How to Avoid Over the Limit Blunders
Card users who spend heavily on credit cards may find it necessary to opt-in to over the limit fees through their respective card issuers so that the aforementioned frustration isn’t a potential issue. Similarly, card members who opt-out of having the ability to complete transactions that push them over their credit limits may feel more comfortable having a built-in safety net, protecting them from overspending. Whichever camp you find yourself in, there are simple ways to avoid the over the limit issue altogether.
First, know what you can feasibly spend during each billing cycle. Whether you’re using a credit card for everyday purchases or big ticket items, work through a budget to fully understand monthly cash flow before you start swiping. Just because a credit limit is set to $5,000 or $10,000 does not mean you can – or should – spend up to the maximum. Spending in line with your means is the easiest way to ensure you don’t face the problem of overspending or have charges related to over the limit transactions.

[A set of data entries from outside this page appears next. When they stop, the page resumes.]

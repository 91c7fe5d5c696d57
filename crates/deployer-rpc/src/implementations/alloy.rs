//! Chain client backed by an alloy HTTP provider.
//!
//! Transactions are signed locally by the provider's wallet. The nonce,
//! gas limit and fees of outgoing transactions are set explicitly whenever
//! the caller provides them, so the provider's fillers only complete what
//! was left open.

use crate::{ChainClient, ChainConnector, RpcError};
use alloy::network::{EthereumWallet, ReceiptResponse, TransactionBuilder};
use alloy::primitives::{Address, Bytes, TxHash, U256};
use alloy::providers::{DynProvider, Provider, ProviderBuilder};
use alloy::rpc::types::TransactionRequest;
use alloy::signers::local::PrivateKeySigner;
use async_trait::async_trait;
use deployer_types::{truncate_hash, ChainId, FeeData, FeeOverrides, TxReceipt, TxRequest};
use std::sync::Arc;
use std::time::Duration;
use tracing::{debug, info};

fn rpc_err(context: &str, e: impl std::fmt::Display) -> RpcError {
	RpcError::from_message(format!("{}: {}", context, e))
}

pub struct AlloyChainClient {
	provider: DynProvider,
	sender: Option<Address>,
	poll_interval: Duration,
}

impl AlloyChainClient {
	/// Builds a client for `rpc_url`, signing with `private_key` when given.
	pub fn new(rpc_url: &str, private_key: Option<&str>) -> Result<Self, RpcError> {
		let url: reqwest::Url = rpc_url.parse().map_err(|e| {
			RpcError::InvalidConfiguration(format!("Invalid RPC URL {}: {}", rpc_url, e))
		})?;

		let (provider, sender) = match private_key {
			Some(key) => {
				let signer: PrivateKeySigner = key.trim().parse().map_err(|e| {
					RpcError::InvalidConfiguration(format!("Invalid private key: {}", e))
				})?;
				let sender = signer.address();
				let provider = ProviderBuilder::new()
					.wallet(EthereumWallet::from(signer))
					.connect_http(url)
					.erased();
				(provider, Some(sender))
			}
			None => (ProviderBuilder::new().connect_http(url).erased(), None),
		};

		Ok(Self {
			provider,
			sender,
			poll_interval: Duration::from_secs(3),
		})
	}

	pub fn with_poll_interval(mut self, poll_interval: Duration) -> Self {
		self.poll_interval = poll_interval;
		self
	}

	fn to_request(&self, tx: &TxRequest) -> TransactionRequest {
		let mut request = TransactionRequest::default()
			.with_nonce(tx.nonce)
			.with_value(tx.value);

		request = match tx.to {
			Some(to) => request.with_to(to).with_input(tx.input.clone()),
			None => request.with_deploy_code(tx.input.clone()),
		};

		if let Some(from) = self.sender {
			request = request.with_from(from);
		}
		if let Some(gas_limit) = tx.gas_limit {
			request = request.with_gas_limit(gas_limit);
		}

		match tx.fees {
			Some(FeeOverrides::Eip1559 {
				max_fee_per_gas,
				max_priority_fee_per_gas,
			}) => request
				.with_max_fee_per_gas(max_fee_per_gas)
				.with_max_priority_fee_per_gas(max_priority_fee_per_gas),
			Some(FeeOverrides::Legacy { gas_price }) => request.with_gas_price(gas_price),
			None => request,
		}
	}
}

#[async_trait]
impl ChainClient for AlloyChainClient {
	fn sender(&self) -> Option<Address> {
		self.sender
	}

	async fn chain_id(&self) -> Result<ChainId, RpcError> {
		self.provider
			.get_chain_id()
			.await
			.map_err(|e| rpc_err("Failed to get chain id", e))
	}

	async fn transaction_count(&self, address: Address) -> Result<u64, RpcError> {
		self.provider
			.get_transaction_count(address)
			.pending()
			.await
			.map_err(|e| rpc_err("Failed to get transaction count", e))
	}

	async fn code_at(&self, address: Address) -> Result<Bytes, RpcError> {
		self.provider
			.get_code_at(address)
			.await
			.map_err(|e| rpc_err("Failed to get code", e))
	}

	async fn balance(&self, address: Address) -> Result<U256, RpcError> {
		self.provider
			.get_balance(address)
			.await
			.map_err(|e| rpc_err("Failed to get balance", e))
	}

	async fn fee_data(&self) -> Result<FeeData, RpcError> {
		let gas_price = self.provider.get_gas_price().await.ok();

		match self.provider.estimate_eip1559_fees().await {
			Ok(estimate) => Ok(FeeData {
				max_fee_per_gas: Some(estimate.max_fee_per_gas),
				max_priority_fee_per_gas: Some(estimate.max_priority_fee_per_gas),
				gas_price,
			}),
			Err(e) => {
				debug!("EIP-1559 fee estimation unavailable: {}", e);
				let gas_price =
					gas_price.ok_or_else(|| rpc_err("Failed to get fee data", e))?;
				Ok(FeeData {
					max_fee_per_gas: None,
					max_priority_fee_per_gas: None,
					gas_price: Some(gas_price),
				})
			}
		}
	}

	async fn estimate_gas(&self, tx: &TxRequest) -> Result<u64, RpcError> {
		let mut request = self.to_request(tx);
		request.gas = None;
		self.provider
			.estimate_gas(request)
			.await
			.map_err(|e| rpc_err("Failed to estimate gas", e))
	}

	async fn call(&self, to: Address, data: Bytes) -> Result<Bytes, RpcError> {
		let mut request = TransactionRequest::default().with_to(to).with_input(data);
		if let Some(from) = self.sender {
			request = request.with_from(from);
		}
		self.provider
			.call(request)
			.await
			.map_err(|e| rpc_err("Call failed", e))
	}

	async fn send_transaction(&self, tx: TxRequest) -> Result<TxHash, RpcError> {
		if self.sender.is_none() {
			return Err(RpcError::InvalidConfiguration(
				"Client has no signing key".to_string(),
			));
		}

		let request = self.to_request(&tx);
		let pending = self
			.provider
			.send_transaction(request)
			.await
			.map_err(|e| rpc_err("Failed to send transaction", e))?;

		let tx_hash = *pending.tx_hash();
		info!(tx_hash = %truncate_hash(&tx_hash), nonce = tx.nonce, "Submitted transaction");
		Ok(tx_hash)
	}

	async fn wait_for_receipt(
		&self,
		hash: TxHash,
		confirmations: u64,
		timeout: Duration,
	) -> Result<TxReceipt, RpcError> {
		let start_time = tokio::time::Instant::now();
		let confirmations = confirmations.max(1);

		debug!(
			tx_hash = %truncate_hash(&hash),
			"Waiting for {} confirmations (timeout: {}s)",
			confirmations,
			timeout.as_secs()
		);

		loop {
			if start_time.elapsed() > timeout {
				return Err(RpcError::Timeout(format!(
					"Transaction timeout waiting for {} confirmations of {}",
					confirmations,
					truncate_hash(&hash)
				)));
			}

			let receipt = match self.provider.get_transaction_receipt(hash).await {
				Ok(Some(receipt)) => receipt,
				Ok(None) => {
					tokio::time::sleep(self.poll_interval).await;
					continue;
				}
				Err(e) => return Err(rpc_err("Failed to get receipt", e)),
			};

			let tx_block = receipt.block_number().unwrap_or(0);
			let current_block = self
				.provider
				.get_block_number()
				.await
				.map_err(|e| rpc_err("Failed to get block number", e))?;

			if current_block.saturating_sub(tx_block) + 1 >= confirmations {
				return Ok(TxReceipt {
					tx_hash: receipt.transaction_hash(),
					block_number: tx_block,
					success: receipt.status(),
					contract_address: receipt.contract_address(),
					gas_used: receipt.gas_used(),
				});
			}

			tokio::time::sleep(self.poll_interval).await;
		}
	}
}

/// Opens [`AlloyChainClient`]s over HTTP.
#[derive(Debug, Clone, Default)]
pub struct AlloyConnector {
	poll_interval: Option<Duration>,
}

impl AlloyConnector {
	pub fn new() -> Self {
		Self::default()
	}

	pub fn with_poll_interval(mut self, poll_interval: Duration) -> Self {
		self.poll_interval = Some(poll_interval);
		self
	}
}

#[async_trait]
impl ChainConnector for AlloyConnector {
	async fn connect(
		&self,
		rpc_url: &str,
		private_key: Option<&str>,
	) -> Result<Arc<dyn ChainClient>, RpcError> {
		let mut client = AlloyChainClient::new(rpc_url, private_key)?;
		if let Some(poll_interval) = self.poll_interval {
			client = client.with_poll_interval(poll_interval);
		}
		Ok(Arc::new(client))
	}
}

#[cfg(test)]
mod tests {
	use super::*;
	use deployer_types::BURN_ADDRESS;

	const KEY: &str = "0x4c0883a69102937d6231471b5dbb6204fe5129617082792ae468d01a3f362318";

	#[test]
	fn test_rejects_bad_inputs() {
		assert!(matches!(
			AlloyChainClient::new("not a url", None),
			Err(RpcError::InvalidConfiguration(_))
		));
		assert!(matches!(
			AlloyChainClient::new("http://localhost:8545", Some("0x1234")),
			Err(RpcError::InvalidConfiguration(_))
		));
	}

	#[test]
	fn test_request_carries_explicit_fields() {
		let client = AlloyChainClient::new("http://localhost:8545", Some(KEY)).unwrap();
		assert!(client.sender().is_some());

		let filler = TxRequest::filler(BURN_ADDRESS, 4, 21_000).with_fees(Some(
			FeeOverrides::Eip1559 {
				max_fee_per_gas: 20,
				max_priority_fee_per_gas: 1,
			},
		));
		let request = client.to_request(&filler);
		assert_eq!(request.nonce, Some(4));
		assert_eq!(request.gas, Some(21_000));
		assert_eq!(request.max_fee_per_gas, Some(20));
		assert_eq!(request.max_priority_fee_per_gas, Some(1));
		assert_eq!(request.from, client.sender());

		let create = client.to_request(&TxRequest::create(Bytes::from(vec![0x60, 0x80]), 0));
		assert_eq!(request.to, Some(BURN_ADDRESS.into()));
		assert_eq!(create.to, Some(alloy::primitives::TxKind::Create));
	}
}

In addition to curbing spending habits with a workable budget, work directly with the credit card issuer to protect yourself from spending too much. Several credit card issuers offer mobile and e-mail alerts or notifications which give you advanced warning if you’re coming up against your credit limit. Only a handful of card issuers (American Express and Citi, currently) give you the opportunity to set strict spending limits during a billing cycle, and some card users have experienced issues where the card issuer doesn’t enforce the spending limit accurately. Creating notifications for when your spending is getting too close for comfort to your credit limit, however, can help you steer clear of over the limit problems.
Credit cards can be a smart way to spend each month but only if you have the willpower to keep your transactions at an affordable level. Utilizing your credit limit to the full extent and maintaining a high balance from month to month has the potential to drag down a credit score and history over time, making the ability to get new credit in the future a challenge. To keep yourself out of hot water with credit limits and overspending issues, work to maintain a healthy relationship with your card and know what you can reasonably spend each billing cycle.